:: Source records ::
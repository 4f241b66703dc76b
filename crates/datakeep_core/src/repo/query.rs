//! Lazy, composable query handles.
//!
//! # Responsibility
//! - Hold the description of a query over one entity table.
//! - Execute it against current store state every time it is materialized.
//!
//! # Invariants
//! - Building or composing a handle never touches the store.
//! - Results are ordered by the explicit order terms, then by key columns,
//!   so paging over a handle is stable.
//! - `read_only` handles never register results in the change set.
//! - Tracked handles leave out entities pending delete in the session.

use crate::entity::{parse_included, Entity, LoadContext, Relation};
use crate::error::StoreResult;
use crate::repo::filter::Filter;
use crate::session::Session;

/// Sort direction for `Query::order_by`.
#[derive(Debug, Clone, Copy, PartialEq, Eq)]
pub enum Direction {
    Ascending,
    Descending,
}

#[derive(Debug, Clone, PartialEq)]
pub(crate) struct OrderTerm {
    pub(crate) column: String,
    pub(crate) direction: Direction,
}

/// Store-facing part of a query: predicate, ordering and window.
#[derive(Debug, Clone, PartialEq, Default)]
pub(crate) struct Selection {
    pub(crate) filter: Filter,
    pub(crate) order: Vec<OrderTerm>,
    pub(crate) limit: Option<u64>,
    pub(crate) offset: u64,
}

impl Selection {
    pub(crate) fn new(filter: Filter) -> Self {
        Self {
            filter,
            ..Self::default()
        }
    }

    fn skip(&mut self, count: u64) {
        self.offset = self.offset.saturating_add(count);
        if let Some(limit) = self.limit {
            self.limit = Some(limit.saturating_sub(count));
        }
    }

    fn take(&mut self, count: u64) {
        self.limit = Some(self.limit.map_or(count, |limit| limit.min(count)));
    }
}

/// Deferred query over entity `E`.
///
/// Nothing runs until one of `to_vec`, `iter`, `first`, `count` or `any` is
/// called; each call re-executes against the store.
pub struct Query<'s, E: Entity> {
    session: &'s Session,
    selection: Selection,
    includes: Vec<&'static Relation<E>>,
    tracking: bool,
}

impl<'s, E: Entity> Query<'s, E> {
    pub(crate) fn new(
        session: &'s Session,
        filter: Filter,
        read_only: bool,
        includes: Vec<&'static Relation<E>>,
    ) -> Self {
        Self {
            session,
            selection: Selection::new(filter),
            includes,
            tracking: !read_only,
        }
    }

    /// Narrows the query with an additional predicate.
    pub fn filter(mut self, filter: Filter) -> Self {
        self.selection.filter = std::mem::take(&mut self.selection.filter).and(filter);
        self
    }

    pub fn order_by(mut self, column: impl Into<String>, direction: Direction) -> Self {
        self.selection.order.push(OrderTerm {
            column: column.into(),
            direction,
        });
        self
    }

    pub fn skip(mut self, count: u64) -> Self {
        self.selection.skip(count);
        self
    }

    pub fn take(mut self, count: u64) -> Self {
        self.selection.take(count);
        self
    }

    /// Adds eagerly loaded relations from a comma-separated list.
    pub fn include(mut self, included: &str) -> StoreResult<Self> {
        for relation in parse_included::<E>(included)? {
            if !self
                .includes
                .iter()
                .any(|known| known.name() == relation.name())
            {
                self.includes.push(relation);
            }
        }
        Ok(self)
    }

    pub fn as_no_tracking(mut self) -> Self {
        self.tracking = false;
        self
    }

    pub fn is_read_only(&self) -> bool {
        !self.tracking
    }

    /// Executes the query and returns every matching entity.
    pub fn to_vec(&self) -> StoreResult<Vec<E>> {
        self.materialize(&self.selection)
    }

    /// Executes the query; calling it again re-runs it.
    pub fn iter(&self) -> StoreResult<std::vec::IntoIter<E>> {
        Ok(self.to_vec()?.into_iter())
    }

    pub fn first(&self) -> StoreResult<Option<E>> {
        let mut selection = self.selection.clone();
        selection.take(1);
        Ok(self.materialize(&selection)?.into_iter().next())
    }

    /// Counts matching stored rows, honoring `skip`/`take`. Pending changes
    /// in the session are not applied.
    pub fn count(&self) -> StoreResult<u64> {
        self.session.count::<E>(&self.selection)
    }

    pub fn any(&self) -> StoreResult<bool> {
        let mut selection = self.selection.clone();
        selection.take(1);
        Ok(self.session.count::<E>(&selection)? > 0)
    }

    fn materialize(&self, selection: &Selection) -> StoreResult<Vec<E>> {
        let mut entities = self.session.fetch::<E>(selection, self.tracking)?;
        if self.includes.is_empty() {
            return Ok(entities);
        }

        let ctx = LoadContext::new(self.session, self.tracking);
        for entity in &mut entities {
            for relation in &self.includes {
                relation.ensure_loaded(&ctx, entity)?;
            }
        }
        Ok(entities)
    }
}
//! SQLite storage bootstrap.
//!
//! # Responsibility
//! - Open and configure SQLite connections for the data-access layer.
//! - Define the transport-level error shared by sessions and repositories.
//!
//! # Invariants
//! - Returned connections already carry the pragmas from `SessionConfig`.
//! - Schema (DDL) is owned by callers; this module never creates tables.

use std::error::Error;
use std::fmt::{Display, Formatter};

mod config;
mod open;

pub use config::{BeginMode, SessionConfig};
pub use open::{open_db, open_db_in_memory, open_db_in_memory_with, open_db_with};

pub type DbResult<T> = Result<T, DbError>;

/// Transport-level failure reported by the backing store.
#[derive(Debug)]
pub enum DbError {
    Sqlite(rusqlite::Error),
    InvalidConfig(String),
    /// An update or delete matched no row.
    StaleRow {
        table: &'static str,
        key: String,
    },
}

impl Display for DbError {
    fn fmt(&self, f: &mut Formatter<'_>) -> std::fmt::Result {
        match self {
            Self::Sqlite(err) => write!(f, "{err}"),
            Self::InvalidConfig(message) => write!(f, "invalid session config: {message}"),
            Self::StaleRow { table, key } => {
                write!(f, "expected a row in {table} for key {key}, found none")
            }
        }
    }
}

impl Error for DbError {
    fn source(&self) -> Option<&(dyn Error + 'static)> {
        match self {
            Self::Sqlite(err) => Some(err),
            Self::InvalidConfig(_) | Self::StaleRow { .. } => None,
        }
    }
}

impl From<rusqlite::Error> for DbError {
    fn from(value: rusqlite::Error) -> Self {
        Self::Sqlite(value)
    }
}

:: Work request ::
Your answer must be a copy of every line in the data above that holds the string "value".

:: Response below ::
    fn from(value: rusqlite::Error) -> Self {
        Self::Sqlite(value)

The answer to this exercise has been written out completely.